_TASK BRIEF_. Every line containing the string "collect" should be returned from the records.

SUPPLIED INFORMATION: Begin

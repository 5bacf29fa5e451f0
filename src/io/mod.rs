//! Dataset loading and report export.

pub mod kitti;
pub mod report;

pub use kitti::{KittiCalibration, KittiDataset};
pub use report::ReportWriter;
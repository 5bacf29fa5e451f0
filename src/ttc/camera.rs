//! Camera-based TTC from keypoint distance ratios.
//!
//! Under a pinhole model the pixel distance between two points on the same
//! object scales with the inverse of its depth, so for every pair of matched
//! keypoints `h_curr / h_prev = d_prev / d_curr`. With a constant velocity
//! model this gives
//!
//! ```text
//! TTC = -dt / (1 - ratio)
//! ```
//!
//! The median over all pairs is used as the ratio.

use tracing::debug;

use crate::stats;
use crate::tracking::frame::{Correspondence, Keypoint};
use crate::ttc::TtcEstimate;

/// Pairs closer than this in the current frame are dominated by keypoint
/// localisation noise.
pub const MIN_KEYPOINT_DIST_PX: f64 = 100.0;

/// Distance ratios `dist_curr / dist_prev` over all pairs of matches.
pub fn distance_ratios(
    kpts_prev: &[Keypoint],
    kpts_curr: &[Keypoint],
    kpt_matches: &[Correspondence],
) -> Vec<f64> {
    // Matches with out-of-range indices cannot contribute.
    let pairs: Vec<(&Keypoint, &Keypoint)> = kpt_matches
        .iter()
        .filter_map(|m| Some((kpts_prev.get(m.prev_idx)?, kpts_curr.get(m.curr_idx)?)))
        .collect();

    let mut ratios = Vec::new();
    for (i, (outer_prev, outer_curr)) in pairs.iter().enumerate() {
        for (inner_prev, inner_curr) in &pairs[i + 1..] {
            let dist_curr = nalgebra::distance(&outer_curr.pt, &inner_curr.pt);
            let dist_prev = nalgebra::distance(&outer_prev.pt, &inner_prev.pt);

            if dist_prev > f64::EPSILON && dist_curr >= MIN_KEYPOINT_DIST_PX {
                ratios.push(dist_curr / dist_prev);
            }
        }
    }
    ratios
}

/// TTC from a set of distance ratios.
pub fn ttc_from_distance_ratios(ratios: &[f64], frame_rate: f64) -> TtcEstimate {
    let Some(median_ratio) = stats::median(ratios) else {
        return TtcEstimate::Undefined;
    };

    let denom = 1.0 - median_ratio;
    if denom.abs() <= f64::EPSILON {
        // no scale change: the object keeps its distance
        return TtcEstimate::NotClosing;
    }

    let dt = 1.0 / frame_rate;
    TtcEstimate::Seconds(-dt / denom)
}

pub fn compute_ttc_camera(
    kpts_prev: &[Keypoint],
    kpts_curr: &[Keypoint],
    kpt_matches: &[Correspondence],
    frame_rate: f64,
) -> TtcEstimate {
    let ratios = distance_ratios(kpts_prev, kpts_curr, kpt_matches);
    let ttc = ttc_from_distance_ratios(&ratios, frame_rate);

    debug!(
        "TTC camera = {}, {} matches, {} distance ratios, median ratio = {:?}",
        ttc,
        kpt_matches.len(),
        ratios.len(),
        stats::median(&ratios)
    );
    ttc
}

#[cfg(test)]
mod tests {
    use super::*;
    use approx::assert_relative_eq;

    /// Keypoints of a square constellation around `(cx, cy)` scaled by `s`.
    fn square(cx: f64, cy: f64, half: f64, s: f64) -> Vec<Keypoint> {
        [(-1.0, -1.0), (1.0, -1.0), (1.0, 1.0), (-1.0, 1.0)]
            .iter()
            .map(|(dx, dy)| Keypoint::new(cx + dx * half * s, cy + dy * half * s))
            .collect()
    }

    fn identity_matches(n: usize) -> Vec<Correspondence> {
        (0..n).map(|i| Correspondence::new(i, i)).collect()
    }

    #[test]
    fn test_median_ratio_scenario() {
        let ttc = ttc_from_distance_ratios(&[1.05, 1.10, 0.95], 10.0);
        assert_relative_eq!(ttc.seconds().unwrap(), 2.0, epsilon = 1e-9);
    }

    #[test]
    fn test_uniform_expansion() {
        let prev = square(600.0, 200.0, 100.0, 1.0);
        let curr = square(600.0, 200.0, 100.0, 1.1);

        let ttc = compute_ttc_camera(&prev, &curr, &identity_matches(4), 10.0);

        // ratio 1.1 -> -0.1 / (1 - 1.1) = 1.0 s
        assert_relative_eq!(ttc.seconds().unwrap(), 1.0, epsilon = 1e-9);
    }

    #[test]
    fn test_short_pairs_are_skipped() {
        // all pairwise distances < 100 px
        let prev = square(600.0, 200.0, 20.0, 1.0);
        let curr = square(600.0, 200.0, 20.0, 1.1);

        assert!(distance_ratios(&prev, &curr, &identity_matches(4)).is_empty());
        assert_eq!(
            compute_ttc_camera(&prev, &curr, &identity_matches(4), 10.0),
            TtcEstimate::Undefined
        );
    }

    #[test]
    fn test_coincident_previous_keypoints_are_skipped() {
        let prev = vec![Keypoint::new(10.0, 10.0), Keypoint::new(10.0, 10.0)];
        let curr = vec![Keypoint::new(10.0, 10.0), Keypoint::new(300.0, 10.0)];

        assert!(distance_ratios(&prev, &curr, &identity_matches(2)).is_empty());
    }

    #[test]
    fn test_median_resists_a_mismatched_keypoint() {
        let mut prev = square(600.0, 200.0, 100.0, 1.0);
        let mut curr = square(600.0, 200.0, 100.0, 1.1);
        prev.push(Keypoint::new(600.0, 200.0));
        curr.push(Keypoint::new(600.0, 200.0));
        // sixth match points somewhere unrelated
        prev.push(Keypoint::new(300.0, 50.0));
        curr.push(Keypoint::new(900.0, 390.0));

        let ttc = compute_ttc_camera(&prev, &curr, &identity_matches(6), 10.0);
        assert_relative_eq!(ttc.seconds().unwrap(), 1.0, epsilon = 1e-9);
    }

    #[test]
    fn test_no_scale_change_is_not_closing() {
        let prev = square(600.0, 200.0, 100.0, 1.0);
        let ttc = compute_ttc_camera(&prev, &prev, &identity_matches(4), 10.0);
        assert_eq!(ttc, TtcEstimate::NotClosing);
    }

    #[test]
    fn test_single_match_is_undefined() {
        let prev = square(600.0, 200.0, 100.0, 1.0);
        assert_eq!(
            compute_ttc_camera(&prev, &prev, &identity_matches(1), 10.0),
            TtcEstimate::Undefined
        );
        assert_eq!(compute_ttc_camera(&prev, &prev, &[], 10.0), TtcEstimate::Undefined);
    }
}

SUPPLIED INFORMATION: End

_RESULT OF THIS EXERCISE_.
        .collect();
            .collect()
        (0..n).map(|i| Correspondence::new(i, i)).collect()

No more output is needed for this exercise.